One range is to be output from the listing below, exactly as written: the line with "pub fn get_or_acquire(&self, source: &dyn" to the line with "inst = source.acquire().map_err(Error::into_bootstrap_failure)?;", both kept.

§ §

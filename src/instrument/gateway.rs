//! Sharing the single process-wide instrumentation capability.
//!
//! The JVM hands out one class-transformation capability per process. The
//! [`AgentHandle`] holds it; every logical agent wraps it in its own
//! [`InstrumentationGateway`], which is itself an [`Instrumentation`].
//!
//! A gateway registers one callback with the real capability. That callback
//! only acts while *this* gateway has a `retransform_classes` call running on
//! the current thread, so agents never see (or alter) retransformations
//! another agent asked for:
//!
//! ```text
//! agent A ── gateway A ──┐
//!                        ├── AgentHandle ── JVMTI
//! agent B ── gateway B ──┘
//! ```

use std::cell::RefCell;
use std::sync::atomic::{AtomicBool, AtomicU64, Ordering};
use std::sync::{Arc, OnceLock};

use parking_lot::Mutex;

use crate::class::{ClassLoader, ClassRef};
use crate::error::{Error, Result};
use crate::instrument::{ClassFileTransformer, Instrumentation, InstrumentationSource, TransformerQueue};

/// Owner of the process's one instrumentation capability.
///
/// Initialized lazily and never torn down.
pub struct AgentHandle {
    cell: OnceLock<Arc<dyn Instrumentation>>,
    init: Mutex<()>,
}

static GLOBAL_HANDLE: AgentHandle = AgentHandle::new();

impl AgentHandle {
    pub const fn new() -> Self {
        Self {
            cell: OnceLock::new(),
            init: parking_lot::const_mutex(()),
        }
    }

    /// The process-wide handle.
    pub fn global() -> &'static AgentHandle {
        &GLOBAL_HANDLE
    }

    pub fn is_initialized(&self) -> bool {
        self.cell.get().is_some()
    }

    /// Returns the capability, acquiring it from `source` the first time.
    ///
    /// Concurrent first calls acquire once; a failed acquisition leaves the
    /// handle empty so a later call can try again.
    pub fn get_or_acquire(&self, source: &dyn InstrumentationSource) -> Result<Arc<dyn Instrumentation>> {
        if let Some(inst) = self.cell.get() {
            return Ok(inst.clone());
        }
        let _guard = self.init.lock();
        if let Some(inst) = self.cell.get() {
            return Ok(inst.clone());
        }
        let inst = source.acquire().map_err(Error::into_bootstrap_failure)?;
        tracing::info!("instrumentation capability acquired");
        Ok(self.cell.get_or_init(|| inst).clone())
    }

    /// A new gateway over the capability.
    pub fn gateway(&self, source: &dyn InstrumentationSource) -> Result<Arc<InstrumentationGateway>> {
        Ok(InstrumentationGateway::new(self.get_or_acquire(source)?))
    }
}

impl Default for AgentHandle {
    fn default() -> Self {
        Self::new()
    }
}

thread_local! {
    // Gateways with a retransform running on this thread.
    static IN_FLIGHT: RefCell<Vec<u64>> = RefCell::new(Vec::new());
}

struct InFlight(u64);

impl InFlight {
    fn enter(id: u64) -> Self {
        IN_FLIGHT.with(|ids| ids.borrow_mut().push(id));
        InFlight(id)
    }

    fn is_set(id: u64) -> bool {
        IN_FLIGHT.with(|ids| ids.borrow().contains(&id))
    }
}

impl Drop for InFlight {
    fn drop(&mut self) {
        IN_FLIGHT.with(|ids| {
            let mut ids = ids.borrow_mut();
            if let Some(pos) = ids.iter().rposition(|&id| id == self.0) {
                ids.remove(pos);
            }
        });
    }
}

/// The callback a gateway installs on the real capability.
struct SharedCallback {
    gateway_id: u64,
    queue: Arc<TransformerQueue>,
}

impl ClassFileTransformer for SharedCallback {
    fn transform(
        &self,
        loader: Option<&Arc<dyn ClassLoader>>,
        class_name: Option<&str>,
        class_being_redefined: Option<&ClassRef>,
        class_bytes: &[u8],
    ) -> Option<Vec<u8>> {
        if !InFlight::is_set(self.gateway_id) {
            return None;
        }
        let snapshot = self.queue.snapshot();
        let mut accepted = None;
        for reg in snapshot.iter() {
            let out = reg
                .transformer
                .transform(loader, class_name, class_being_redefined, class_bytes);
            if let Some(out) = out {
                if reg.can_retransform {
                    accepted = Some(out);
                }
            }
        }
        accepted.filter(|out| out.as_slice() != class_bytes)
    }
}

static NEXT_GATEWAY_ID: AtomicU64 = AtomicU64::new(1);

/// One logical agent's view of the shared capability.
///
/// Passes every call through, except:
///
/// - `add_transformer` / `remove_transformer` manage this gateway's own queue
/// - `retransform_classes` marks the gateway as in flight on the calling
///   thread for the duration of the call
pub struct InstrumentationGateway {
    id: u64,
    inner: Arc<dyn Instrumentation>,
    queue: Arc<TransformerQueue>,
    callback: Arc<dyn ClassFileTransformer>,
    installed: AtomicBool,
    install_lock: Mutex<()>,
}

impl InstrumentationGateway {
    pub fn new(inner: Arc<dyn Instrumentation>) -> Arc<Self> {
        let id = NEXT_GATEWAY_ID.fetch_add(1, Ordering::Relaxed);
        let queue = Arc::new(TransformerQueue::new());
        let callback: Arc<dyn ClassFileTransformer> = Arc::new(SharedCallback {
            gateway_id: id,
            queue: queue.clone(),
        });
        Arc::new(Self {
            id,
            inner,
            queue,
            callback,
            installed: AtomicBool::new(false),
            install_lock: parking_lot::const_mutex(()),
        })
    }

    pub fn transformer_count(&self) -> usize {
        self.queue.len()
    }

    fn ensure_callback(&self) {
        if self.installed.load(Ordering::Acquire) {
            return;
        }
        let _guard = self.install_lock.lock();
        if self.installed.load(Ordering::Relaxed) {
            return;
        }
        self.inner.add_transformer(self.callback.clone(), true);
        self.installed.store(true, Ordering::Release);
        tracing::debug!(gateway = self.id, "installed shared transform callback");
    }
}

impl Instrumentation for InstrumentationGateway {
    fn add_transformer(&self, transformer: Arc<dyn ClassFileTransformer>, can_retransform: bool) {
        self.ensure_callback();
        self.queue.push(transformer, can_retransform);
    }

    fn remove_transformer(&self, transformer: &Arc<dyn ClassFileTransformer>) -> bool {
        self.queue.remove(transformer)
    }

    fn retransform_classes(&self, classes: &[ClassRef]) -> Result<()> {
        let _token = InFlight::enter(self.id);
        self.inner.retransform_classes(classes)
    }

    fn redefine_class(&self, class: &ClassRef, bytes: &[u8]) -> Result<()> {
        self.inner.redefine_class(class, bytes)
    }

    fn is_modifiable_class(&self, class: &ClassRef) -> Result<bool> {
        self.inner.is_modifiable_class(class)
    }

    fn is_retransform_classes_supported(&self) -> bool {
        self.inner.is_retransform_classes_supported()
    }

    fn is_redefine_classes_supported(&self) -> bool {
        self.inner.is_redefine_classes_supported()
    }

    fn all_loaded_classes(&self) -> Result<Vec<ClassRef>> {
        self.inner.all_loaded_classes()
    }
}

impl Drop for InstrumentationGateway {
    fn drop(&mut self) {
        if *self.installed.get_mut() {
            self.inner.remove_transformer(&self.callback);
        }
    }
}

§ §

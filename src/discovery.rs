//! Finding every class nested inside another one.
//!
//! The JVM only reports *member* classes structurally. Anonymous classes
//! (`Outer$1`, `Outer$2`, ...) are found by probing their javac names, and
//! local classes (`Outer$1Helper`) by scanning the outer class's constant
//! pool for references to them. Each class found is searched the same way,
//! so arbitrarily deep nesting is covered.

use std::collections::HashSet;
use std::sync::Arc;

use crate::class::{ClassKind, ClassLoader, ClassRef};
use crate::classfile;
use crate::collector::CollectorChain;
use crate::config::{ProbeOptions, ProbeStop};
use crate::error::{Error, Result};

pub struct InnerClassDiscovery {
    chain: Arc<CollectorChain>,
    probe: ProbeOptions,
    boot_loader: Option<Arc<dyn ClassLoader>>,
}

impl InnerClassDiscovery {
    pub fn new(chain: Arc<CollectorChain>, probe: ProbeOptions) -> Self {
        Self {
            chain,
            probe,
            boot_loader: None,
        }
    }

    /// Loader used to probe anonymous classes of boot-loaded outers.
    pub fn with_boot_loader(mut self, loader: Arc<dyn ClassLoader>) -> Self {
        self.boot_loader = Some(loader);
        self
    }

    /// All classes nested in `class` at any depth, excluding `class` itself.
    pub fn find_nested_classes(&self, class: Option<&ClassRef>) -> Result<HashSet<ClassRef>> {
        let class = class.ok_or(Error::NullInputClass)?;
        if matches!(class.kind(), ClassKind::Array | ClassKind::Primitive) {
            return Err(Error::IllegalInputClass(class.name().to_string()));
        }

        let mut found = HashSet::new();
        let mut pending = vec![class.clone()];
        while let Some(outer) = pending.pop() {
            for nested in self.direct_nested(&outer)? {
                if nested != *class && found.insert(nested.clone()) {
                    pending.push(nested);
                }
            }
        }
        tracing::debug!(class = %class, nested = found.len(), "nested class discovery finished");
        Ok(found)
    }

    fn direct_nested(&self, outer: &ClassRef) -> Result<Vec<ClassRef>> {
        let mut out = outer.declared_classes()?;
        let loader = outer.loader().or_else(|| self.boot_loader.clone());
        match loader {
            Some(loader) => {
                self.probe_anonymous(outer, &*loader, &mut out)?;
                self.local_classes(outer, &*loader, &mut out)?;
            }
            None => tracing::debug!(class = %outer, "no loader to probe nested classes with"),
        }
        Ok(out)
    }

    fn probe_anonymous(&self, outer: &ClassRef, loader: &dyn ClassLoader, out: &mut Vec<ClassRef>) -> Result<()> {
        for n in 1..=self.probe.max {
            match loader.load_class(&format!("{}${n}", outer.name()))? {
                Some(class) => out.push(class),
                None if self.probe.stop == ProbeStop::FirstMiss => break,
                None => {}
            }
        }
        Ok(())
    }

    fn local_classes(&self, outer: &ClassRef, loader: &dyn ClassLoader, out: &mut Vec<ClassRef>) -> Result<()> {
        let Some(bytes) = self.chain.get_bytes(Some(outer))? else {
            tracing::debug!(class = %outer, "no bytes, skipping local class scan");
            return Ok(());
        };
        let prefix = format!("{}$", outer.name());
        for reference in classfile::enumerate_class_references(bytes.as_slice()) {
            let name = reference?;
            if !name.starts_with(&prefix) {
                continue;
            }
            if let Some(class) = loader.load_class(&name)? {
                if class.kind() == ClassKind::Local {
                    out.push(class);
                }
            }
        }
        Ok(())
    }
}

§ §

### EXERCISE RESPONSE
    pub fn get_or_acquire(&self, source: &dyn InstrumentationSource) -> Result<Arc<dyn Instrumentation>> {
        if let Some(inst) = self.cell.get() {
            return Ok(inst.clone());
        }
        let _guard = self.init.lock();
        if let Some(inst) = self.cell.get() {
            return Ok(inst.clone());
        }
        let inst = source.acquire().map_err(Error::into_bootstrap_failure)?;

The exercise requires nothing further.